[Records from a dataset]
·····
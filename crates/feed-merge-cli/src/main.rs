//! `feedmerge`: build one availability calendar from many.
//!
//! ## Usage
//!
//! ```sh
//! # Serve GET /calendar/merged.ics on 0.0.0.0:3005
//! feedmerge serve --registry registry.json
//!
//! # Merge once to stdout, with a config file and an override
//! feedmerge merge --registry registry.json --config merge.toml --timeout-ms 3000
//!
//! # Merge once to a file
//! feedmerge merge --registry registry.json -o merged.ics
//!
//! # Show the event spans of a downloaded feed, tagged with its platform
//! feedmerge extract -i airbnb.ics --platform Airbnb
//! ```

use std::net::SocketAddr;

use anyhow::{Context, Result};
use clap::Parser;
use feed_merge::{extract_events, tag_event};
use feed_merge_cli::cli::{self, Cli, Commands};
use feed_merge_cli::{server, telemetry};

#[tokio::main]
async fn main() -> Result<()> {
    let cli = Cli::parse();
    telemetry::init(cli.log_json)?;

    match cli.command {
        Commands::Serve {
            registry,
            config,
            host,
            port,
        } => {
            let config = cli::load_config(config.as_deref(), &cli.overrides)?;
            let addr: SocketAddr = format!("{host}:{port}")
                .parse()
                .with_context(|| format!("Invalid listen address: {host}:{port}"))?;
            let merger = cli::build_merger(&registry, config)?;
            server::serve(addr, merger).await?;
        }
        Commands::Merge {
            registry,
            config,
            output,
        } => {
            let config = cli::load_config(config.as_deref(), &cli.overrides)?;
            let merger = cli::build_merger(&registry, config)?;
            let merged = merger.merge().await.context("Merge failed")?;
            cli::write_output(output.as_deref(), &merged.document)?;
        }
        Commands::Extract { input, platform } => {
            let raw = cli::read_input(input.as_deref())?;
            let mut spans = extract_events(&raw);
            let blocks: Vec<String> = spans
                .by_ref()
                .map(|span| match platform.as_deref() {
                    Some(platform) => tag_event(span, platform),
                    None => span.to_string(),
                })
                .collect();
            for anomaly in spans.anomalies() {
                tracing::warn!(%anomaly, "skipped malformed span");
            }
            tracing::info!(
                spans = blocks.len(),
                anomalies = spans.anomalies().len(),
                "extracted event spans"
            );

            let mut out = blocks.join("\n\n");
            if !out.is_empty() {
                out.push('\n');
            }
            cli::write_output(None, &out)?;
        }
    }

    Ok(())
}
//! Assembly of the merged `VCALENDAR` document.
//!
//! Output is built in one append-only buffer: the envelope header is written
//! up front, each event is appended once, and the closing line is written by
//! [`CalendarWriter::finish`]. The envelope is present even with zero events.

use crate::format::CRLF;
use crate::model::EventRecord;

/// Append-only writer for one merged calendar.
#[derive(Debug)]
pub struct CalendarWriter {
    buf: String,
    events: usize,
}

impl CalendarWriter {
    /// Start a document whose `PRODID` is `-//<product_id>//Merged Calendar//EN`.
    pub fn new(product_id: &str) -> Self {
        Self::with_capacity(product_id, 0)
    }

    /// Like [`CalendarWriter::new`], reserving room for `capacity` bytes of events.
    pub fn with_capacity(product_id: &str, capacity: usize) -> Self {
        let mut buf = String::with_capacity(capacity + 96);
        buf.push_str("BEGIN:VCALENDAR");
        buf.push_str(CRLF);
        buf.push_str("VERSION:2.0");
        buf.push_str(CRLF);
        buf.push_str("PRODID:-//");
        buf.push_str(product_id);
        buf.push_str("//Merged Calendar//EN");
        buf.push_str(CRLF);
        Self { buf, events: 0 }
    }

    /// Append an already-rendered `VEVENT` block. Trailing whitespace is dropped
    /// and every line, the last included, is terminated with `\r\n`, whatever
    /// ending the block used. Blank input is ignored.
    pub fn push_block(&mut self, block: &str) {
        let block = block.trim_end();
        if block.is_empty() {
            return;
        }
        for line in block.lines() {
            self.buf.push_str(line);
            self.buf.push_str(CRLF);
        }
        self.events += 1;
    }

    pub fn push_record(&mut self, record: &EventRecord) {
        record.write_vevent(&mut self.buf);
        self.buf.push_str(CRLF);
        self.events += 1;
    }

    pub fn event_count(&self) -> usize {
        self.events
    }

    /// Close the envelope and return the document.
    pub fn finish(mut self) -> String {
        self.buf.push_str("END:VCALENDAR");
        self.buf.push_str(CRLF);
        self.buf
    }
}

/// Serialize the three event groups in their fixed order: external blocks,
/// then block-derived events, then booking-derived events.
///
/// No deduplication is performed.
pub fn serialize_calendar<S: AsRef<str>>(
    product_id: &str,
    external: &[S],
    blocks: &[EventRecord],
    bookings: &[EventRecord],
) -> String {
    let external_len: usize = external.iter().map(|b| b.as_ref().len() + 2).sum();
    let internal_len = (blocks.len() + bookings.len()) * 192;
    let mut writer = CalendarWriter::with_capacity(product_id, external_len + internal_len);

    for block in external {
        writer.push_block(block.as_ref());
    }
    for record in blocks.iter().chain(bookings) {
        writer.push_record(record);
    }
    writer.finish()
}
·····
## Exercise directions
Return each line from the entries above that includes "feedmerge".

## Written response
//! `feedmerge`: build one availability calendar from many.
//! feedmerge serve --registry registry.json
//! feedmerge merge --registry registry.json --config merge.toml --timeout-ms 3000
//! feedmerge merge --registry registry.json -o merged.ics
//! feedmerge extract -i airbnb.ics --platform Airbnb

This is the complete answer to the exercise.